Leaning Into the Dream

In Buddhism, we are taught to view life as a kind of dream. The practice of dream yoga can help us do this through the process of lucidly recognizing dreams during sleep. We ‘wake up’ in the dream at night, and this translates into becoming more lucid in our non-sleeping hours. It is a challenging practice because our daytime life appears solid and substantial to our conditioned mind. We think everything is real.

To break the habit of seeing things as real, we must first see them as dreams. They are apparitions— ghostly cloaks of infinite possibilities. If we become lucid in our sleep time, we can change the dream into any one of those possibilities. But we still need to see the dream as a vaporous image of light. If we reify the dream in our mind, making it appear as though there something actually exists in dream form, we miss the point of the practice. Ultimately, we are to recognize the true luminous nature of the dreamer.

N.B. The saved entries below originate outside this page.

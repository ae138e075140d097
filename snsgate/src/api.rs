//! Typed request records and the service client seam
//!
//! One record per operation, each carrying exactly the fields that operation
//! forwards to the service and nothing else. The [`SnsApi`] trait is the
//! substitution point: the gateway talks only to this trait, backed by the
//! real SDK client in production and by an in-memory double in tests.

use std::collections::BTreeMap;

use async_trait::async_trait;
use serde::{Deserialize, Serialize};

use snsgate_core::ServiceError;

/// Attribute name to string value, as the service models resource attributes.
pub type AttributeMap = BTreeMap<String, String>;

/// Per-message attribute mapping keyed by attribute name.
pub type MessageAttributes = BTreeMap<String, MessageAttributeValue>;

/// A single typed message attribute.
#[derive(Debug, Clone, PartialEq, Eq, Serialize, Deserialize)]
pub struct MessageAttributeValue {
    pub data_type: String,
    pub string_value: String,
}

impl MessageAttributeValue {
    pub fn string(value: impl Into<String>) -> Self {
        Self {
            data_type: "String".to_string(),
            string_value: value.into(),
        }
    }

    pub fn number(value: impl Into<String>) -> Self {
        Self {
            data_type: "Number".to_string(),
            string_value: value.into(),
        }
    }
}

/// Key/value tag attached to a topic at creation.
#[derive(Debug, Clone, PartialEq, Eq, Serialize, Deserialize)]
pub struct Tag {
    pub key: String,
    pub value: String,
}

impl Tag {
    pub fn new(key: impl Into<String>, value: impl Into<String>) -> Self {
        Self {
            key: key.into(),
            value: value.into(),
        }
    }
}

#[derive(Debug, Clone, PartialEq, Eq, Serialize, Deserialize, Default)]
pub struct PublishRequest {
    /// Destination topic; exactly one of `topic_arn` / `phone_number` is set.
    pub topic_arn: Option<String>,
    /// Direct-SMS destination, bypassing any topic.
    pub phone_number: Option<String>,
    pub message: String,
    pub subject: Option<String>,
    /// `"json"` or `"text"` when the channel requires one; absent otherwise.
    pub message_structure: Option<String>,
    #[serde(default, skip_serializing_if = "BTreeMap::is_empty")]
    pub message_attributes: MessageAttributes,
}

#[derive(Debug, Clone, PartialEq, Eq, Serialize, Deserialize)]
pub struct SubscribeRequest {
    pub topic_arn: String,
    pub protocol: String,
    pub endpoint: String,
    /// Ask the service to return the subscription handle even while the
    /// subscription is still pending confirmation.
    pub return_subscription_arn: bool,
}

#[derive(Debug, Clone, PartialEq, Eq, Serialize, Deserialize)]
pub struct UnsubscribeRequest {
    pub subscription_arn: String,
}

#[derive(Debug, Clone, PartialEq, Eq, Serialize, Deserialize)]
pub struct ConfirmSubscriptionRequest {
    pub topic_arn: String,
    pub token: String,
}

#[derive(Debug, Clone, PartialEq, Eq, Serialize, Deserialize, Default)]
pub struct CreateTopicRequest {
    pub name: String,
    #[serde(default, skip_serializing_if = "BTreeMap::is_empty")]
    pub attributes: AttributeMap,
    #[serde(default, skip_serializing_if = "Vec::is_empty")]
    pub tags: Vec<Tag>,
}

#[derive(Debug, Clone, PartialEq, Eq, Serialize, Deserialize)]
pub struct DeleteTopicRequest {
    pub topic_arn: String,
}

#[derive(Debug, Clone, PartialEq, Eq, Serialize, Deserialize)]
pub struct ListSubscriptionsByTopicRequest {
    pub topic_arn: String,
}

#[derive(Debug, Clone, PartialEq, Eq, Serialize, Deserialize)]
pub struct GetTopicAttributesRequest {
    pub topic_arn: String,
}

#[derive(Debug, Clone, PartialEq, Eq, Serialize, Deserialize)]
pub struct SetTopicAttributesRequest {
    pub topic_arn: String,
    pub attribute_name: String,
    pub attribute_value: String,
}

#[derive(Debug, Clone, PartialEq, Eq, Serialize, Deserialize)]
pub struct GetSubscriptionAttributesRequest {
    pub subscription_arn: String,
}

#[derive(Debug, Clone, PartialEq, Eq, Serialize, Deserialize)]
pub struct SetSubscriptionAttributesRequest {
    pub subscription_arn: String,
    pub attribute_name: String,
    pub attribute_value: String,
}

#[derive(Debug, Clone, PartialEq, Eq, Serialize, Deserialize)]
pub struct AddPermissionRequest {
    pub topic_arn: String,
    pub label: String,
    pub aws_account_ids: Vec<String>,
    pub action_names: Vec<String>,
}

#[derive(Debug, Clone, PartialEq, Eq, Serialize, Deserialize)]
pub struct RemovePermissionRequest {
    pub topic_arn: String,
    pub label: String,
}

/// One subscription as reported by the list operations.
#[derive(Debug, Clone, PartialEq, Eq, Serialize, Deserialize)]
pub struct SubscriptionSummary {
    pub subscription_arn: String,
    pub topic_arn: String,
    pub protocol: String,
    pub endpoint: String,
}

/// The service client seam.
///
/// One async method per service operation; each takes the operation's request
/// record and returns the service's result or error unchanged. Pagination
/// tokens are not surfaced: list operations return the first page.
#[async_trait]
pub trait SnsApi: Send + Sync {
    /// Returns the delivery receipt (message id).
    async fn publish(&self, request: PublishRequest) -> Result<String, ServiceError>;

    /// Returns the subscription handle, which may still be pending.
    async fn subscribe(&self, request: SubscribeRequest) -> Result<String, ServiceError>;

    async fn unsubscribe(&self, request: UnsubscribeRequest) -> Result<(), ServiceError>;

    /// Exchanges a confirmation token for the confirmed subscription handle.
    async fn confirm_subscription(
        &self,
        request: ConfirmSubscriptionRequest,
    ) -> Result<String, ServiceError>;

    /// Returns the topic handle; creating an existing topic returns its handle.
    async fn create_topic(&self, request: CreateTopicRequest) -> Result<String, ServiceError>;

    async fn delete_topic(&self, request: DeleteTopicRequest) -> Result<(), ServiceError>;

    async fn list_topics(&self) -> Result<Vec<String>, ServiceError>;

    async fn list_subscriptions(&self) -> Result<Vec<SubscriptionSummary>, ServiceError>;

    async fn list_subscriptions_by_topic(
        &self,
        request: ListSubscriptionsByTopicRequest,
    ) -> Result<Vec<SubscriptionSummary>, ServiceError>;

    async fn get_topic_attributes(
        &self,
        request: GetTopicAttributesRequest,
    ) -> Result<AttributeMap, ServiceError>;

    async fn set_topic_attributes(
        &self,
        request: SetTopicAttributesRequest,
    ) -> Result<(), ServiceError>;

    async fn get_subscription_attributes(
        &self,
        request: GetSubscriptionAttributesRequest,
    ) -> Result<AttributeMap, ServiceError>;

    async fn set_subscription_attributes(
        &self,
        request: SetSubscriptionAttributesRequest,
    ) -> Result<(), ServiceError>;

    async fn add_permission(&self, request: AddPermissionRequest) -> Result<(), ServiceError>;

    async fn remove_permission(&self, request: RemovePermissionRequest)
        -> Result<(), ServiceError>;
}
//! Test double for the SNS gateway
//!
//! [`FakeSns`] stands in for the external notification service behind the
//! `SnsApi` seam: an in-memory topic/subscription store that records every
//! request record it receives and can be scripted to fail.

pub mod fake;

pub use fake::{ApiCall, FakeSns};
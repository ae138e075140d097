//! Error types for the SNS gateway

use thiserror::Error;

/// Error returned by the notification service.
///
/// Carries whatever code and message the service reported. The gateway never
/// classifies, retries, or rewraps these; they reach the caller unchanged.
#[derive(Debug, Clone, PartialEq, Eq, Error)]
#[error("{}: {message}", code.as_deref().unwrap_or("ServiceError"))]
pub struct ServiceError {
    /// Service error code, e.g. `InvalidParameter`, `NotFound`, `Throttled`.
    pub code: Option<String>,
    /// Human-readable message from the service.
    pub message: String,
}

impl ServiceError {
    pub fn new(code: impl Into<String>, message: impl Into<String>) -> Self {
        Self {
            code: Some(code.into()),
            message: message.into(),
        }
    }

    /// Error with a message but no service-assigned code, e.g. a transport
    /// failure that never reached the service.
    pub fn uncoded(message: impl Into<String>) -> Self {
        Self {
            code: None,
            message: message.into(),
        }
    }

    pub fn code(&self) -> Option<&str> {
        self.code.as_deref()
    }
}

/// Invalid or missing environment configuration.
///
/// Only produced by explicit validation ([`crate::SnsConfig::validate`]);
/// constructing a gateway never fails on configuration.
#[derive(Debug, Clone, PartialEq, Eq, Error)]
pub enum ConfigError {
    #[error("missing credentials: {0} is empty")]
    MissingCredentials(&'static str),
    #[error("missing region")]
    MissingRegion,
}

As one who enters dreams lucidly on a regular basis (and I do not think this is particularly special), I notice a tendency to regard activity inside the dream as actually occurring. Although I am able to change the form, it is still based on the premise something needs changing. There is an ‘I’ making choices. If we do not recognize the light from which the dream arises, we play with night dreams just like we play with daydreams.

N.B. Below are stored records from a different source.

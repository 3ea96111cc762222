//! Container runtime access
//!
//! The pollers list running containers and the control API starts them.
//! Both go through the [`ContainerRuntime`] trait; [`DockerRuntime`] is the
//! bollard-backed implementation.

use anyhow::{Context, Result};
use async_trait::async_trait;
use bollard::Docker;
use bollard::query_parameters::{
    ListContainersOptionsBuilder, StartContainerOptions, StartContainerOptionsBuilder,
};
use tracing::{debug, info, instrument, trace};

/// One running container as reported by the runtime
#[derive(Debug, Clone, Default, PartialEq)]
pub struct ContainerSummary {
    /// Full runtime id
    pub id: String,
    pub image: String,
    pub state: String,
    pub status: String,
    /// Creation time (unix seconds)
    pub created: Option<i64>,
    pub network_mode: String,
}

/// Trait for container runtimes
#[async_trait]
pub trait ContainerRuntime: Send + Sync {
    /// List the currently running containers
    async fn list_containers(&self) -> Result<Vec<ContainerSummary>>;

    /// Start the container with the given id (or id prefix)
    async fn start_container(&self, id: &str) -> Result<()>;
}

/// Docker engine through bollard
#[derive(Debug, Clone)]
pub struct DockerRuntime {
    docker: Docker,
}

impl DockerRuntime {
    /// Connect to `socket`, or to the local defaults when `None`.
    pub fn connect(socket: Option<&str>) -> Result<Self> {
        let docker = match socket {
            Some(path) => {
                debug!("connecting to docker at {path}");
                Docker::connect_with_unix(path, 120, bollard::API_DEFAULT_VERSION)
                    .with_context(|| format!("failed to connect to docker at {path}"))?
            }
            None => {
                debug!("connecting to docker with local defaults");
                Docker::connect_with_local_defaults()
                    .context("failed to connect to docker daemon")?
            }
        };

        Ok(Self { docker })
    }

    /// Check that the daemon answers.
    pub async fn ping(&self) -> Result<()> {
        self.docker
            .ping()
            .await
            .context("docker daemon did not answer ping")?;
        Ok(())
    }
}

#[async_trait]
impl ContainerRuntime for DockerRuntime {
    async fn list_containers(&self) -> Result<Vec<ContainerSummary>> {
        let options = ListContainersOptionsBuilder::new().all(false).build();
        let containers = self
            .docker
            .list_containers(Some(options))
            .await
            .context("failed to list containers")?;

        trace!("docker reported {} running containers", containers.len());

        Ok(containers
            .into_iter()
            .map(|c| ContainerSummary {
                id: c.id.unwrap_or_default(),
                image: c.image.unwrap_or_default(),
                state: c.state.map(|s| s.to_string()).unwrap_or_default(),
                status: c.status.unwrap_or_default(),
                created: c.created,
                network_mode: c
                    .host_config
                    .and_then(|h| h.network_mode)
                    .unwrap_or_default(),
            })
            .collect())
    }

    #[instrument(skip(self))]
    async fn start_container(&self, id: &str) -> Result<()> {
        let options: StartContainerOptions = StartContainerOptionsBuilder::new().build();
        self.docker
            .start_container(id, Some(options))
            .await
            .with_context(|| format!("failed to start container {id}"))?;

        info!("container {id} started successfully");
        Ok(())
    }
}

To really see a dream as dreamlike, we need to reach out and touch it—to experience the ungraspable quality. So, I suggest leaning into a dream and see what happens. We may notice there is nothing to lean against and it liberates into a luminous display. In the daytime, we do the same thing by leaning into our perception of reality and notice it has no substance. We become flexible dreamers, dedicating every waking possibility to the benefit of all beings.